Clarice Lispector entre letras y los juegos de la muerte
Celebremos el centenario de la escritora brasileña
Paulina Martínez
Publicado el 10 de Diciembre de 2020
“Después de muerta es hacia la realidad a donde voy. Mientras tanto, lo que hay es un sueño. Sueño fatídico. Pero después, después todo es real. Y el alma libre busca un canto para acomodarse”. A cien años de su muerte, la escritora brasileña de origen ucraniano, Clarice Lispector (1920-1977), nos confirma que ha despertado para encontrarse frente a frente con la libertad y la verdad de lo infinito.
Lispector rozó los pies en los charcos de la muerte más de una vez, y no por considerarla una salida como lo hicieron Alfonsina Storni o Pizarnik. Sino más bien como quien visita a una amiga en días en los que el sinsentido pesa más que otros. Lispector consolida su literatura en la constante interrogante sobre quiénes somos, pero lo que más acertó fue en hablarse a sí misma, para aterrizar en lo universal: ¿quién soy yo? Preguntaba, y tan sólo llegaba a la simple, pero siempre pesada, respuesta de no saberlo.
“Soy un yo que anuncia. No sé de qué estoy hablando. Estoy hablando de nada. Yo soy nada. Después de muerta me agrandaré y me esparciré, y alguien dirá con amor mi nombre [...] En la extremidad de mí estoy yo. Yo, implorante, yo, la que necesita, la que pide, la que llora, la que se lamenta. Pero la que canta. La que dice palabras. ¿Palabras al viento? Qué importa, los vientos las traen de nuevo y yo las poseo”.
De las artes existentes, quizá sea la literatura la que nos acerca de manera directa hacia los temores que albergamos como humanidad.
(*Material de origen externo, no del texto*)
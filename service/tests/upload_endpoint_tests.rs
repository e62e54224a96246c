mod common;

use common::*;

use http::StatusCode;
use serde_json::json;
use tower::ServiceExt;

// Happy path tests

#[tokio::test]
async fn issue_upload_url_happy_path() {
    let router = test_router(MockGateway::ok());

    let response = send_post_request(&router, "/v1/uploads/presigned-urls", json!({})).await;

    assert_eq!(response.status(), StatusCode::OK);

    let body = parse_response_body(response).await;
    assert_eq!(body["message"], "upload authorization issued");
    assert_eq!(body["result"]["operation"], "PUT");

    let url = body["result"]["url"].as_str().unwrap();
    assert!(url.contains("X-Amz-Expires=3600"), "default ttl in url: {url}");

    let bucket = body["result"]["bucket"].as_str().unwrap();
    let key = body["result"]["key"].as_str().unwrap();
    assert!(bucket.starts_with("test-bucket-"));
    assert!(key.starts_with("test-object-"));

    // Expiry accounting is reflected in the response envelope
    let issued_at =
        chrono::DateTime::parse_from_rfc3339(body["result"]["issued_at"].as_str().unwrap())
            .unwrap();
    let expires_at =
        chrono::DateTime::parse_from_rfc3339(body["result"]["expires_at"].as_str().unwrap())
            .unwrap();
    assert_eq!((expires_at - issued_at).num_seconds(), 3600);
}

#[tokio::test]
async fn issue_upload_url_with_explicit_parameters() {
    let router = test_router(MockGateway::ok());

    let payload = json!({
        "operation": "GET",
        "bucket": "my-bucket",
        "key": "my-object",
        "ttl_secs": 60
    });
    let response = send_post_request(&router, "/v1/uploads/presigned-urls", payload).await;

    assert_eq!(response.status(), StatusCode::OK);

    let body = parse_response_body(response).await;
    assert_eq!(body["result"]["operation"], "GET");
    assert_eq!(body["result"]["bucket"], "my-bucket");
    assert_eq!(body["result"]["key"], "my-object");

    let url = body["result"]["url"].as_str().unwrap();
    assert!(url.contains("X-Amz-Expires=60"));
    assert!(url.contains("X-Amz-SignedOp=GET"));
}

// Validation error tests

#[tokio::test]
async fn issue_upload_url_negative_ttl_is_not_a_success() {
    let router = test_router(MockGateway::ok());

    let response =
        send_post_request(&router, "/v1/uploads/presigned-urls", json!({ "ttl_secs": -1 })).await;

    // Regression guard: issuance failures must never surface as 200
    assert_ne!(response.status(), StatusCode::OK);
    assert_eq!(response.status(), StatusCode::BAD_REQUEST);

    let body = parse_response_body(response).await;
    assert_eq!(body["error"]["code"], "invalid_ttl");
    assert_eq!(body["allowRetry"], false);
}

#[tokio::test]
async fn issue_upload_url_over_maximum_ttl() {
    let router = test_router(MockGateway::ok());

    let response = send_post_request(
        &router,
        "/v1/uploads/presigned-urls",
        json!({ "ttl_secs": 604_801 }),
    )
    .await;

    assert_eq!(response.status(), StatusCode::BAD_REQUEST);
    let body = parse_response_body(response).await;
    assert_eq!(body["error"]["code"], "invalid_ttl");
}

#[tokio::test]
async fn issue_upload_url_rejects_illegal_bucket_name() {
    let router = test_router(MockGateway::ok());

    let response = send_post_request(
        &router,
        "/v1/uploads/presigned-urls",
        json!({ "bucket": "Test-Bucket" }),
    )
    .await;

    assert_eq!(response.status(), StatusCode::BAD_REQUEST);
    let body = parse_response_body(response).await;
    assert_eq!(body["error"]["code"], "invalid_name");
}

#[tokio::test]
async fn issue_upload_url_rejects_too_short_bucket_before_issuance() {
    let router = test_router(MockGateway::ok());

    let response = send_post_request(
        &router,
        "/v1/uploads/presigned-urls",
        json!({ "bucket": "ab" }),
    )
    .await;

    assert_eq!(response.status(), StatusCode::BAD_REQUEST);
    let body = parse_response_body(response).await;
    assert_eq!(body["error"]["code"], "invalid_bucket");
}

// Malformed request tests

#[tokio::test]
async fn issue_upload_url_rejects_invalid_json() {
    let router = test_router(MockGateway::ok());

    let response = router
        .clone()
        .oneshot(
            http::Request::builder()
                .method("POST")
                .uri("/v1/uploads/presigned-urls")
                .header(http::header::CONTENT_TYPE, "application/json")
                .body(axum::body::Body::from("{not json"))
                .unwrap(),
        )
        .await
        .unwrap();

    assert_eq!(response.status(), StatusCode::BAD_REQUEST);
    let body = parse_response_body(response).await;
    assert_eq!(body["error"]["code"], "invalid_json");
}

// Gateway failure propagation

#[tokio::test]
async fn issue_upload_url_surfaces_gateway_failure() {
    let router = test_router(MockGateway::failing());

    let response = send_post_request(&router, "/v1/uploads/presigned-urls", json!({})).await;

    assert_eq!(response.status(), StatusCode::SERVICE_UNAVAILABLE);
    let body = parse_response_body(response).await;
    assert_eq!(body["error"]["code"], "upstream_error");
    assert_eq!(body["allowRetry"], true);
}

// Health endpoint

#[tokio::test]
async fn health_endpoint_reports_ok() {
    let router = test_router(MockGateway::ok());

    let response = send_get_request(&router, "/health").await;
    assert_eq!(response.status(), StatusCode::OK);

    let body = parse_response_body(response).await;
    assert_eq!(body["status"], "ok");
    assert!(body["semver"].is_string());
}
Porque si bien, nadie sabe a ciencia cierta qué hay después de la vida, es un hecho que el lenguaje se mantendrá latente incluso después de que sus hablantes, o en este caso su escritora, hayan trascendido o despertado a los pies de la verdadera libertad.
Sin duda, no hay mejor manera de homenajear a un escritor que leyendo su obra, y es que tan sólo pensar en la de Lispector, es pensar en una biblioteca llena de atajos y pasadizos escurridizos que nos llevan hacia los misterios de una calle sin aparente salida, pero con cientos de ventanas en las que las voces de Lispector se asoman con historias, disertaciones y cúmulos de preguntas, que nos permiten dialogar con ella.
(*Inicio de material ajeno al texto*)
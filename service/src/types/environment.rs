//! Environment configuration for different deployment stages

use std::env;
use std::time::Duration;

use aws_config::{retry::RetryConfig, timeout::TimeoutConfig, BehaviorVersion, Region};

use crate::issuer::DEFAULT_TTL_SECS;

/// Application environment configuration
#[derive(Debug, Clone, PartialEq, Eq)]
pub enum Environment {
    /// Production environment
    Production,
    /// Staging environment
    Staging,
    /// Development environment (uses an S3-compatible local endpoint)
    Development,
}

impl Environment {
    /// Creates an Environment from the `APP_ENV` environment variable
    ///
    /// # Panics
    ///
    /// Panics if `APP_ENV` contains an invalid value
    #[must_use]
    pub fn from_env() -> Self {
        let env = env::var("APP_ENV")
            .unwrap_or_else(|_| "development".to_string())
            .trim()
            .to_lowercase();

        match env.as_str() {
            "production" => Self::Production,
            "staging" => Self::Staging,
            "development" => Self::Development,
            _ => panic!("Invalid environment: {env}"),
        }
    }

    /// Default TTL for issued authorizations, in seconds
    ///
    /// `DEFAULT_TTL_SECONDS` overrides the 3600-second default.
    #[must_use]
    pub fn default_ttl_secs(&self) -> u64 {
        env::var("DEFAULT_TTL_SECONDS")
            .ok()
            .and_then(|val| val.parse::<u64>().ok())
            .unwrap_or(DEFAULT_TTL_SECS)
    }

    /// Optional fixed bucket name for lifecycle runs
    #[must_use]
    pub fn bucket_name_hint(&self) -> Option<String> {
        env::var("BUCKET_NAME_HINT").ok()
    }

    /// Returns the endpoint URL to use for the storage provider
    ///
    /// `ENDPOINT` overrides it for S3-compatible non-AWS providers;
    /// development defaults to LocalStack.
    #[must_use]
    pub fn override_endpoint_url(&self) -> Option<String> {
        env::var("ENDPOINT").ok().or_else(|| match self {
            Self::Production | Self::Staging => None,
            Self::Development => Some("http://localhost:4566".to_string()),
        })
    }

    /// AWS configuration with explicit retry and per-operation timeout
    pub async fn aws_config(&self) -> aws_config::SdkConfig {
        let retry_config = RetryConfig::standard()
            .with_max_attempts(3)
            .with_initial_backoff(Duration::from_millis(50));

        let timeout_config = TimeoutConfig::builder()
            .operation_timeout(Duration::from_secs(30))
            .build();

        let mut config_builder = aws_config::load_defaults(BehaviorVersion::latest())
            .await
            .to_builder()
            .retry_config(retry_config)
            .timeout_config(timeout_config);

        if let Ok(region) = env::var("REGION") {
            config_builder = config_builder.region(Region::new(region));
        }

        if let Some(endpoint_url) = self.override_endpoint_url() {
            config_builder = config_builder.endpoint_url(endpoint_url);
        }

        config_builder.build()
    }

    /// S3 service configuration
    pub async fn s3_client_config(&self) -> aws_sdk_s3::Config {
        let aws_config = self.aws_config().await;
        let s3_config: aws_sdk_s3::Config = (&aws_config).into();
        let mut builder = s3_config.to_builder();

        // Path-style addressing for LocalStack compatibility
        // https://github.com/awslabs/aws-sdk-rust/discussions/874
        if matches!(self, Self::Development) {
            builder.set_force_path_style(Some(true));
        }

        builder.build()
    }
}

#[cfg(test)]
mod tests {
    use super::*;
    use serial_test::serial;

    #[test]
    #[serial]
    fn environment_from_env() {
        env::remove_var("APP_ENV");
        assert_eq!(Environment::from_env(), Environment::Development);

        env::set_var("APP_ENV", "staging");
        assert_eq!(Environment::from_env(), Environment::Staging);

        env::set_var("APP_ENV", "production");
        assert_eq!(Environment::from_env(), Environment::Production);

        env::remove_var("APP_ENV");
    }

    #[test]
    #[serial]
    #[should_panic(expected = "Invalid environment: invalid")]
    fn invalid_environment() {
        env::set_var("APP_ENV", "invalid");
        let _ = Environment::from_env();
    }

    #[test]
    #[serial]
    fn default_ttl_with_override() {
        env::remove_var("DEFAULT_TTL_SECONDS");
        assert_eq!(Environment::Development.default_ttl_secs(), 3600);

        env::set_var("DEFAULT_TTL_SECONDS", "120");
        assert_eq!(Environment::Development.default_ttl_secs(), 120);

        // Unparseable values fall back to the default
        env::set_var("DEFAULT_TTL_SECONDS", "invalid");
        assert_eq!(Environment::Development.default_ttl_secs(), 3600);

        env::remove_var("DEFAULT_TTL_SECONDS");
    }

    #[test]
    #[serial]
    fn endpoint_override() {
        env::remove_var("ENDPOINT");
        assert_eq!(
            Environment::Development.override_endpoint_url().as_deref(),
            Some("http://localhost:4566")
        );
        assert_eq!(Environment::Production.override_endpoint_url(), None);

        env::set_var("ENDPOINT", "https://storage.example.net");
        assert_eq!(
            Environment::Production.override_endpoint_url().as_deref(),
            Some("https://storage.example.net")
        );

        env::remove_var("ENDPOINT");
    }
}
“¿En algún momento perdido en la vida se anuncia para cada uno de nosotros una misión que cumplir?”, insistía en el sinsentido Lispector, para siempre voltearse al lado contrario de la acera, y evitar a toda costa los intentos de querer ser sólida y no líquida. “Pero rechazo culturizar misión. No cumplo nada, sólo vivo”, se respondía.
De su amplia obra, recordemos especialmente Agua viva, publicado unos años antes de su muerte en 1973. Más allá de una reflexión poética, este libro declara al lenguaje como agua que no se solidifica en ningún recipiente o concepto. Hablamos de un libro en el que alcanzó la máxima y más importante pregunta, al menos para todo escritor, ¿cuáles son los límites del lenguaje? ¿Existen en realidad?
Reparar en esta duda, quizá de un corte mucho más terrenal que existencialista, nos asoma hacia el abismo de las preguntas sobre nosotros mismos como entes líquidos en un universo que no se escapa del lenguaje. Lispector concebía una mirada bastante lejana a cualquier horizonte común, y sabía que la respuesta que buscaba no se encontraba únicamente en la literatura, sino en el mundo de las artes, especialmente en el de la música y la pintura.
Agua viva es el cuadro que escuchamos como lectores, pero también olemos en el óleo de sus palabras y las notas que realzan el centro de uno mismo y de la vida. Lispector, durante toda su obra, pero sobre todo en esta, desafía a la muerte con la rendición de la genuina alegría saudádica con la que vivía.
Por eso y más, la recordaremos siempre como aquella escritora diáfana que navegó de orilla a orilla para siempre sumergirse en el pozo de las dudas eternas.
“Yo al lado del viento. La colina de los vientos aullantes me llama. Voy, bruja que soy. Y me transmuto”.